Your objective: The answer must consist of every line from the entries below that contains the word "stored".

■ ■ ■ ■ ■

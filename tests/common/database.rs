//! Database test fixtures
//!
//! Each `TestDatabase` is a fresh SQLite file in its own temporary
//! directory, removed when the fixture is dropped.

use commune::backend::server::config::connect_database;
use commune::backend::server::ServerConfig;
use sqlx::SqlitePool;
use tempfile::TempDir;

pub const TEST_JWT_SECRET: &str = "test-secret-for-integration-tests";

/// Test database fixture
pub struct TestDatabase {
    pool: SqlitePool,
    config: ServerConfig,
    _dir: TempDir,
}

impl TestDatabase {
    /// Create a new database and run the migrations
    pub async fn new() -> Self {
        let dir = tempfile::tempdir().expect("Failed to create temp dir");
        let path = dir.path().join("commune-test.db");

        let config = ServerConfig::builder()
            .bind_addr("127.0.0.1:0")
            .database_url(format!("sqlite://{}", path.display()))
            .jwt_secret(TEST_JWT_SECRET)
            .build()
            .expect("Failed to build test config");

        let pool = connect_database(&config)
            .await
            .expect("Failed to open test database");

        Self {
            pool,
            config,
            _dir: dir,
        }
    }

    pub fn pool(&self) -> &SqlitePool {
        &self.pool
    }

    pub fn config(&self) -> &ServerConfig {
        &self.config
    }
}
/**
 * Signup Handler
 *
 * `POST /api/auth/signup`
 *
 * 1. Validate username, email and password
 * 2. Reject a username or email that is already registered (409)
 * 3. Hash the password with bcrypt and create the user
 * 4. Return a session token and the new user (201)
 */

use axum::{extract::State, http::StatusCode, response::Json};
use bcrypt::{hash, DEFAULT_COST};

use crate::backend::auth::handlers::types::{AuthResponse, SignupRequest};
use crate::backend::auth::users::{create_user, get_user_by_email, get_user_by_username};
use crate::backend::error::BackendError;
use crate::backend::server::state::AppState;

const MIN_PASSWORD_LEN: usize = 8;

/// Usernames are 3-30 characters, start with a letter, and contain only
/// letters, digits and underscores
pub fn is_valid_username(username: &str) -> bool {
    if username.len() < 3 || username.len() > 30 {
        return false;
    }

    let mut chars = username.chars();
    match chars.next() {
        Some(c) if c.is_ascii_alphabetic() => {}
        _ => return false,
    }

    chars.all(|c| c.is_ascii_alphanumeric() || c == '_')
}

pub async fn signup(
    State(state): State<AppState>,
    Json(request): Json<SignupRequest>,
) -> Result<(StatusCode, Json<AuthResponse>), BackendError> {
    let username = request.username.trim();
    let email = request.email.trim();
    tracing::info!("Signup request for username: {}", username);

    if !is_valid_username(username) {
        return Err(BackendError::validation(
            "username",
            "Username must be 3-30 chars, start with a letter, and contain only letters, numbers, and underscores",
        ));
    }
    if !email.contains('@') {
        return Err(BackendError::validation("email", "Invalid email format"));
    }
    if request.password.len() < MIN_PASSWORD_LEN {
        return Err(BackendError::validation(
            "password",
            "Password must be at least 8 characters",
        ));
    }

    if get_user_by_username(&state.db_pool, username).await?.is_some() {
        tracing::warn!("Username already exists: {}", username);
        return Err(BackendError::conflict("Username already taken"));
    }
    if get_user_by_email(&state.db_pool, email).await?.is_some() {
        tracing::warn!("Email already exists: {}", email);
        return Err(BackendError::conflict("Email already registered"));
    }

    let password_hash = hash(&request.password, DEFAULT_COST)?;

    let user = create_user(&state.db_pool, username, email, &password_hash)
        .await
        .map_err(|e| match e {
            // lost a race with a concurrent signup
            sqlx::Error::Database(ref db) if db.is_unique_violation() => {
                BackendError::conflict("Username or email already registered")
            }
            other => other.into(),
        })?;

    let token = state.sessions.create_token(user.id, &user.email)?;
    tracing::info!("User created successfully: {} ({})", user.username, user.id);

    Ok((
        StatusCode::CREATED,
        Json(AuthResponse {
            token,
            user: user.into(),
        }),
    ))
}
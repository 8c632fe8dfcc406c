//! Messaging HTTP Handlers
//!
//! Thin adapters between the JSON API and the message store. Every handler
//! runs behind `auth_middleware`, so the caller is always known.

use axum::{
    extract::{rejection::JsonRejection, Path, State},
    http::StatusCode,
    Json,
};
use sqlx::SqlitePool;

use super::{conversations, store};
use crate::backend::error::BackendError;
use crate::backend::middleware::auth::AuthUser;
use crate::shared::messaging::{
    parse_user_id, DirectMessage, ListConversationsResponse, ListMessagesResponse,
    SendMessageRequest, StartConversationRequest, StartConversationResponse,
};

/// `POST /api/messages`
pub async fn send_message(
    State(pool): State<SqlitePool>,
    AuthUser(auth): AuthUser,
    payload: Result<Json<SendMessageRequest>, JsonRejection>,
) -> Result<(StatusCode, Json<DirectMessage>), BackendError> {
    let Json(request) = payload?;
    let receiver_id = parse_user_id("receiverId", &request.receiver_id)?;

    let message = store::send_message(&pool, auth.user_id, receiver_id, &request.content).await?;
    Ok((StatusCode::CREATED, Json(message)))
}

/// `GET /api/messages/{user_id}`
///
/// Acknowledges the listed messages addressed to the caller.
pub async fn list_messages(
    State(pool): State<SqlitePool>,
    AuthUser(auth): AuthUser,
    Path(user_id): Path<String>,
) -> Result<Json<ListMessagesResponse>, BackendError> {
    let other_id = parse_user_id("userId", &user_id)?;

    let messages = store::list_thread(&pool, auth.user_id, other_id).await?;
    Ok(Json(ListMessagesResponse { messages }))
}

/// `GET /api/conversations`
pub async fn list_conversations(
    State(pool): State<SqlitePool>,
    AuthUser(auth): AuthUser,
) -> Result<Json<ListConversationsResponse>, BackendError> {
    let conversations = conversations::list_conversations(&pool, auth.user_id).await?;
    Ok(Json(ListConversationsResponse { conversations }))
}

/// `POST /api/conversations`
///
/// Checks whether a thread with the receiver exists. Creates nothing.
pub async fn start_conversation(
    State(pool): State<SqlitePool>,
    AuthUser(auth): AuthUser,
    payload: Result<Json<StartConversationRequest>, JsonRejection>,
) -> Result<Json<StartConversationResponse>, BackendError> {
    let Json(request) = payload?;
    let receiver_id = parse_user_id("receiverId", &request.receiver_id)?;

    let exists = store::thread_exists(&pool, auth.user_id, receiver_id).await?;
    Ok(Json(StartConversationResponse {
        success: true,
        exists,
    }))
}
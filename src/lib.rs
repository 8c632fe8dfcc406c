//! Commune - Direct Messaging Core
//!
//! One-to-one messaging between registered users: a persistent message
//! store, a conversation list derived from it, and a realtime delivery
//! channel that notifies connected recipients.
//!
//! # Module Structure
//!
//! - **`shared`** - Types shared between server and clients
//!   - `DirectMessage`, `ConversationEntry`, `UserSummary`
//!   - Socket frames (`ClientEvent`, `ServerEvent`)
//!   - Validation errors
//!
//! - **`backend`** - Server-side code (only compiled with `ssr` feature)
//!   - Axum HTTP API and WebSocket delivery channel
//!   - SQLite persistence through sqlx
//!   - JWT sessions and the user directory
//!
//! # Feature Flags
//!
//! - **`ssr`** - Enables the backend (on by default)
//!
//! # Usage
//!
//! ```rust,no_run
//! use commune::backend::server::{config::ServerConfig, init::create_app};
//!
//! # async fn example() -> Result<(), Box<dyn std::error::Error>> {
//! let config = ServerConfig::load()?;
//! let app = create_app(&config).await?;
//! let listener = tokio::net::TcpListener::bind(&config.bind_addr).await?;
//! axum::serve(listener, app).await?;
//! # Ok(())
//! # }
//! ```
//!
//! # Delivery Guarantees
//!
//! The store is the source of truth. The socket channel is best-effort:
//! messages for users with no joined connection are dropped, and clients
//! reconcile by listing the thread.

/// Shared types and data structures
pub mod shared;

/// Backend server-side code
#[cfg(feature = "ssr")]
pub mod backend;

■ ■ ■ ■ ■

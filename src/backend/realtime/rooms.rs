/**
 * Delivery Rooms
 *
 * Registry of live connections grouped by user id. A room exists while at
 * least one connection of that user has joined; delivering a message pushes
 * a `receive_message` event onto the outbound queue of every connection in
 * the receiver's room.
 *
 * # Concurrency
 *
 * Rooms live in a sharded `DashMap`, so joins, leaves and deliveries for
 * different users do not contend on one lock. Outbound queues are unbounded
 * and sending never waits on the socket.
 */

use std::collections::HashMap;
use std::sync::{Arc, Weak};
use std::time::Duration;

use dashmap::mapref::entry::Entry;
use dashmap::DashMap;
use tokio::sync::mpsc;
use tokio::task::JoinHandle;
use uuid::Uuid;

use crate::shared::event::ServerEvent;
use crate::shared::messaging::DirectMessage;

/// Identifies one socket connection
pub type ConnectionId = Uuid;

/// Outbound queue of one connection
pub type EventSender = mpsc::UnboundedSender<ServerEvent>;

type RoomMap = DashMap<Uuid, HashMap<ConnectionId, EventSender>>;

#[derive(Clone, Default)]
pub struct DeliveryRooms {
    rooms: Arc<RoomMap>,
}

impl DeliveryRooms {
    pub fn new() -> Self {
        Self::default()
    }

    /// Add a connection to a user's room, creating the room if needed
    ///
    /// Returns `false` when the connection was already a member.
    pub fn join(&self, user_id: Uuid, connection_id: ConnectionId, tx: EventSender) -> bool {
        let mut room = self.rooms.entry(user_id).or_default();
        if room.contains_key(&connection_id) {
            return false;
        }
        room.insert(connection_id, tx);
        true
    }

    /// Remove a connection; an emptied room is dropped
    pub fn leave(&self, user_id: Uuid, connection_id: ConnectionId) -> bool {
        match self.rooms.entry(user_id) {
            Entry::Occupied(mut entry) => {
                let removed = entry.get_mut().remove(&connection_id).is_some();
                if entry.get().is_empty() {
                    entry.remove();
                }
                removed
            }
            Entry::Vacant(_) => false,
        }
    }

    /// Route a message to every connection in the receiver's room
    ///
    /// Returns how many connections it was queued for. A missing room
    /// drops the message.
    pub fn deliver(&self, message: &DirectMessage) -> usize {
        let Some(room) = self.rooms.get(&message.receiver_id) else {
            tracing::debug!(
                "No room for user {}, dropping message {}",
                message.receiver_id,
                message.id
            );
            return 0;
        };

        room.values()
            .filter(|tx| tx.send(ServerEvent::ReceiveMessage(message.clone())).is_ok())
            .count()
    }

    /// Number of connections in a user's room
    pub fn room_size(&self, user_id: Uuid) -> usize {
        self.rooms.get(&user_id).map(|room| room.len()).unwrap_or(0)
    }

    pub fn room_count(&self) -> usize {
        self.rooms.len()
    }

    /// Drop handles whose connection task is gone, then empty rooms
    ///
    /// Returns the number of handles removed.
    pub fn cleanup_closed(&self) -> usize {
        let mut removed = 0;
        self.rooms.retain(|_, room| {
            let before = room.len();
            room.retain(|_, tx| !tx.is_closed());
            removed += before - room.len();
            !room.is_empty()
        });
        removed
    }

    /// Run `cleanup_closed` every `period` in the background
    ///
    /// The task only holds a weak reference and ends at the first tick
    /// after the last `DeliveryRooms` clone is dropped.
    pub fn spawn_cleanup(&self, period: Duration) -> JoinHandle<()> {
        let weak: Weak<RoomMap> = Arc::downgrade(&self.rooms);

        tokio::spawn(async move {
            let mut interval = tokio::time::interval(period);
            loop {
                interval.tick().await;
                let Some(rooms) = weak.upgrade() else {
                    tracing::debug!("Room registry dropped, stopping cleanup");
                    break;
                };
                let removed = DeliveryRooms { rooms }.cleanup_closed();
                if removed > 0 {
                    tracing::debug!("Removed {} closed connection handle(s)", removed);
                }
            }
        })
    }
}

■ ■ ■ ■ ■

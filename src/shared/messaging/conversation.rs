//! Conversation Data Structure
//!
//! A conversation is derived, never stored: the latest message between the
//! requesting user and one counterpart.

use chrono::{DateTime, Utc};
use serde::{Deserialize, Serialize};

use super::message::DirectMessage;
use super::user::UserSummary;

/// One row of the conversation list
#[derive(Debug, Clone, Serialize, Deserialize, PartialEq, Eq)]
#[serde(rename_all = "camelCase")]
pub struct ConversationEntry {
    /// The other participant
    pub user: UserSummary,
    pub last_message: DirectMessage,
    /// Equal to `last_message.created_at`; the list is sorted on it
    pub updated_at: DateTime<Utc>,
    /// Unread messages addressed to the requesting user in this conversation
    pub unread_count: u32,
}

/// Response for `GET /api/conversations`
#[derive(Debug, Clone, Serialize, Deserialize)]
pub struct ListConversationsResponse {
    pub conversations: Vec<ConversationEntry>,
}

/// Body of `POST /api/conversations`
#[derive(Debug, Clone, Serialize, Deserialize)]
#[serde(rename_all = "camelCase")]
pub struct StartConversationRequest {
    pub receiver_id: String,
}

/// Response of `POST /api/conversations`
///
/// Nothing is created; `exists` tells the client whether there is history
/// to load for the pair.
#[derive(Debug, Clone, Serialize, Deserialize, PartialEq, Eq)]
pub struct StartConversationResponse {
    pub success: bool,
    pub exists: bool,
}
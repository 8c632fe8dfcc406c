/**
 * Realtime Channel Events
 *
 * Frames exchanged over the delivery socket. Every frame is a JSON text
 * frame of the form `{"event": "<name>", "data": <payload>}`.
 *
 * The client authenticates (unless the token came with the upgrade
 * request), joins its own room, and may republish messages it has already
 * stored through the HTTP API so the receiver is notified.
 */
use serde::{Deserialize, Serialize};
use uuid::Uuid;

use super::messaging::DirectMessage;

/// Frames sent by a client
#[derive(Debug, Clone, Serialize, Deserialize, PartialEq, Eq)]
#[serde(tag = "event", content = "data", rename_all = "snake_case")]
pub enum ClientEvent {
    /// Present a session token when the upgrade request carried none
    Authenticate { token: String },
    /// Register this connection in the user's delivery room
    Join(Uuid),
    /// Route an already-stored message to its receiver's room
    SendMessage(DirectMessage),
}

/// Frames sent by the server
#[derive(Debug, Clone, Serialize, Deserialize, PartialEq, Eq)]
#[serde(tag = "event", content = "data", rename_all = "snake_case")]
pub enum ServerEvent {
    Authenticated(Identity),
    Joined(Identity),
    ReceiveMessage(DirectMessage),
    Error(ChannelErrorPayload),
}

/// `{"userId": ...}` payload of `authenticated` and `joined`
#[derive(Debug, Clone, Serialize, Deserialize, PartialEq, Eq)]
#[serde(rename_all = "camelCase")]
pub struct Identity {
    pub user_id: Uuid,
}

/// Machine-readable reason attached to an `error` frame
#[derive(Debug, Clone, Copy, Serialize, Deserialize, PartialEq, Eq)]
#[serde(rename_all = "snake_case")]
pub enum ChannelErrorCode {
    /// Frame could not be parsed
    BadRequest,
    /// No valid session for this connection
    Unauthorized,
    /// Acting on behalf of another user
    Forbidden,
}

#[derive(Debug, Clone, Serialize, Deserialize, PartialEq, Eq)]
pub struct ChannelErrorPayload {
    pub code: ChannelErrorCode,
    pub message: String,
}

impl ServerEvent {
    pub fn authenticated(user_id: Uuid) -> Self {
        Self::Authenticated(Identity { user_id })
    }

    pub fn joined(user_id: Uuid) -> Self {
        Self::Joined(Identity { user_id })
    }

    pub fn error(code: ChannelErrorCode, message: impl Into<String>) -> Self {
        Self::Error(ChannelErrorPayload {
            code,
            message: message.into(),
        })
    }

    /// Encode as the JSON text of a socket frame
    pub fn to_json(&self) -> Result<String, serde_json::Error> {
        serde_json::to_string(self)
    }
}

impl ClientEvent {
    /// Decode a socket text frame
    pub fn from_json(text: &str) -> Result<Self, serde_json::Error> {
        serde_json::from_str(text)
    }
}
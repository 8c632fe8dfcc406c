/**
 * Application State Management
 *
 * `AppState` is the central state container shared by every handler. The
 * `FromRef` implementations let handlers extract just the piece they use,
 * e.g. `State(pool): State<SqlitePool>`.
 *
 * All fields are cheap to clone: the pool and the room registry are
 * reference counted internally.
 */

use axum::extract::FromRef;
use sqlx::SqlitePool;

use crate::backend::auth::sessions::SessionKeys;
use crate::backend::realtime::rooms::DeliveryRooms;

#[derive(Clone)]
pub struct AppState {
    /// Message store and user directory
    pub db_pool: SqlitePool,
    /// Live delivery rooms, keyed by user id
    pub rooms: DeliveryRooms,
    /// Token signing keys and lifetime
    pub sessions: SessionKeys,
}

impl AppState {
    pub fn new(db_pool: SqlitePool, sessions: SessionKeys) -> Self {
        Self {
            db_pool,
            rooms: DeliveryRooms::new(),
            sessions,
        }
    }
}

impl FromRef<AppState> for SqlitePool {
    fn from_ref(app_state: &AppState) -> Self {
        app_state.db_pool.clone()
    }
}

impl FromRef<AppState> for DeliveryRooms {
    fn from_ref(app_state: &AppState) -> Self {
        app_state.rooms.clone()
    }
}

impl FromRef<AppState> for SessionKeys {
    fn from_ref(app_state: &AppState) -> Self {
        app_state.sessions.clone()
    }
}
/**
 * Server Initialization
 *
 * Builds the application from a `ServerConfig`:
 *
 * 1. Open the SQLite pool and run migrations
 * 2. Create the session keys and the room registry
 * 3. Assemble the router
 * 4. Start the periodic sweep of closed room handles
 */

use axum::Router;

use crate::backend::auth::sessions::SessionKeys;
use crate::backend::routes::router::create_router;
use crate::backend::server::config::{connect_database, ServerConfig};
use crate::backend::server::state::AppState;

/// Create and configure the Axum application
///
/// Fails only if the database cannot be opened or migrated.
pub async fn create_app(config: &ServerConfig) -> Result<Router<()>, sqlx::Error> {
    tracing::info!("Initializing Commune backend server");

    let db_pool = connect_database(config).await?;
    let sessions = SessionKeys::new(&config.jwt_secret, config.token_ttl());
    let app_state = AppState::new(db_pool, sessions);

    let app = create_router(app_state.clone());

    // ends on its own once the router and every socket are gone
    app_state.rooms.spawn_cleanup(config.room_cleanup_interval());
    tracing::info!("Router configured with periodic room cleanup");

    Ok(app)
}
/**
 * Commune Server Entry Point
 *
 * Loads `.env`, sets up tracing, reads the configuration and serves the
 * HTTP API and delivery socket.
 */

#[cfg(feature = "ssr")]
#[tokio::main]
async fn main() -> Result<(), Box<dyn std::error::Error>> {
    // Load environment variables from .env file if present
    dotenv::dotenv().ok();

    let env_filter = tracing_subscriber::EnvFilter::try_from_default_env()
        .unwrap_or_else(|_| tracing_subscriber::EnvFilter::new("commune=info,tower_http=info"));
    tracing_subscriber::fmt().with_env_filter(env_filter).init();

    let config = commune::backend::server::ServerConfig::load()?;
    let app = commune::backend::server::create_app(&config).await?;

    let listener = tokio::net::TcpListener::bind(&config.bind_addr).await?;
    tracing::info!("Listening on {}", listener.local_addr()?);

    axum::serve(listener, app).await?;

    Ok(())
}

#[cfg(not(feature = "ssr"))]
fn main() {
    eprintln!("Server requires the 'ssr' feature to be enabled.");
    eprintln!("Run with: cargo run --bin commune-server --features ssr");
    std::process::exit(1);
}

■ ■ ■ ■ ■

Expected output:
//! A conversation is derived, never stored: the latest message between the
 * stored through the HTTP API so the receiver is notified.
    /// Route an already-stored message to its receiver's room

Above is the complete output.